В тот же самый вечер я также узнал, что офицеры, хотя и слишком поздно, изменили свое решение и, устрашившись лика смерти, послали на берег несколько бочек, чтобы набрать родниковой воды для собственных нужд в месте, которое указал я. Судьба, однако, не вознаградила их водой за смирившееся упрямство, так как из-за спешки и того, что лангбот был нагружен больными, им невольно пришлось оставить бочки на берегу.
1 сентября ветер все еще был очень сильным; постоянно шел дождь. Этот день мы провели в волнении, размышляя, как нам уйти от суши и доставить мастера и его людей на судно. Если бы он вовсе не уходил или, никого не встретив, вернулся раньше, он не лишил бы нас ялбота, что помешало запасти воду, как и на мысе Св. Ильи, и мы могли бы выйти в море при благоприятном ветре и проделать более 100 миль пути. Теперь же из-за него мы все подвергались опасности, стоя на якоре близ земли и не имея возможности воспользоваться попутными ветрами, дувшими впоследствии в течение пяти дней. Все сетовали, что любое предприятие этого человека, начиная с Охотска до возвратного путешествия, оборачивалось вредным и неудачным. Как и сейчас, на мысе Св. Ильи из-за его длительного и бесплодного отсутствия нам пришлось обойтись одним ботом для перевозки воды и второй раз плыть к земле, за что он горячо ратовал. Все говорили, что он весьма скор на самоуверенные советы, но исполнение оставляет другим, а перед лицом беды нерешителен и теряется, стенает и пытается устраниться.
2 сентября задул юго-восточный ветер, и лангбот с восемью людьми послали на берег, чтобы доставить мастера Хитрова и его партию на борт.
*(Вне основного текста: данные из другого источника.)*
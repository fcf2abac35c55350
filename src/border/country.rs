// src/border/country.rs
//! Границы стран — постоянный чёрный контур поверх политической раскраски.
//!
//! Вход — политический растр: каждый пиксель уже окрашен цветом
//! страны-владельца, ничьи пиксели прозрачны. Проверяются только соседи
//! справа и снизу: проход исчерпывает весь растр, так что каждая смежная
//! пара пикселей встречается ровно один раз, и двух направлений достаточно —
//! вдвое дешевле восьми. Это верно только для полного прохода; при разбиении
//! растра на тайлы пикселям на швах понадобились бы чтения из соседних
//! тайлов, поэтому проход здесь намеренно однопоточный.
//!
//! Прозрачные пиксели не порождают границ ни с какой стороны: стык суши и
//! воды контуром не считается. Полный пересчёт запускается на каждой мутации
//! владения и обязан укладываться в доли секунды даже на ~12M пикселей —
//! во внутреннем цикле только сравнения сырых байтов, без выделений памяти
//! и поиска по таблицам.

use crate::border::{BorderKind, BorderSet};
use crate::raster::PixelRaster;

/// Цвет контура стран в маске.
pub const BORDER_COLOR: [u8; 4] = [0, 0, 0, 255];

/// Извлекает границы стран из политического растра.
///
/// Возвращает набор координат и готовую к композитингу RGBA-маску
/// (непрозрачный чёрный на граничных пикселях). Пустой растр даёт пустой
/// результат.
#[must_use]
pub fn extract_country_borders(political: &PixelRaster) -> (BorderSet, PixelRaster) {
    let w = political.width as usize;
    let h = political.height as usize;
    let mut mask = PixelRaster::new(political.width, political.height);
    let mut set = BorderSet::empty(BorderKind::Country);
    if w == 0 || h == 0 {
        return (set, mask);
    }

    let data = &political.data;
    let mut marked = vec![false; w * h];

    for y in 0..h {
        let row = y * w;
        for x in 0..w {
            let i = (row + x) * 4;
            if data[i + 3] == 0 {
                continue;
            }
            // сосед справа
            if x + 1 < w {
                let j = i + 4;
                if data[j + 3] != 0
                    && (data[i] != data[j]
                        || data[i + 1] != data[j + 1]
                        || data[i + 2] != data[j + 2])
                {
                    marked[row + x] = true;
                    marked[row + x + 1] = true;
                }
            }
            // сосед снизу
            if y + 1 < h {
                let j = i + w * 4;
                if data[j + 3] != 0
                    && (data[i] != data[j]
                        || data[i + 1] != data[j + 1]
                        || data[i + 2] != data[j + 2])
                {
                    marked[row + x] = true;
                    marked[row + x + w] = true;
                }
            }
        }
    }

    for y in 0..h {
        let row = y * w;
        for x in 0..w {
            if marked[row + x] {
                set.pixels.push((x as u32, y as u32));
                mask.set(x as u32, y as u32, BORDER_COLOR);
            }
        }
    }

    (set, mask)
}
Тем временем был поднят якорь, и при юго-восточном ветре мы поплыли дальше на север вдоль берега, чтобы удобнее было принять лангбот; там мы отдали якорь.
В этот день шел дождь и дул очень сильный ветер. Поэтому для большей безопасности отдали второй якорь. Но к вечеру неожиданно разразился свирепый шторм с юго-востока, и третий якорь тоже держали наготове на тот случай, если канат одного из отданных якорей порвется.
Но, благодарение Богу, вскоре после этого ветер переменился на юго-западный, мы оказались в укрытии, и стало спокойно. Однако лангбот оставался на берегу всю ночь.
3 сентября весь день стояла хорошая и тихая погода, ветер оставался юго-западным. К тому же к утру, к нашей радости, вернулся лангбот с мастером Хитровым; все наши люди оказались снова на борту, ни один не был потерян. Однако малый ялбот с некоторыми потребными материалами без нужды оставили на берегу на память[128].
Теперь мы подняли оба якоря и при юго-западном ветре обошли скалу, а поскольку на юге мы не могли выйти из бухты в море, то пошли к самому дальнему острову, расположенному на юго-востоке[129].
Мастер, который вместе с прочими был чрезвычайно доволен своим прибытием и, еще более, теплой встречей, взял в руки лот и с первого же раза оставил его на дне моря. Простые матросы сочли это дурным предзнаменованием, вспоминая, что как раз год назад благодаря его стараниям в устье реки Охоты была утрачена провизия. В два часа пополудни мы отдали якорь позади самого крайнего острова, в двух верстах от берега.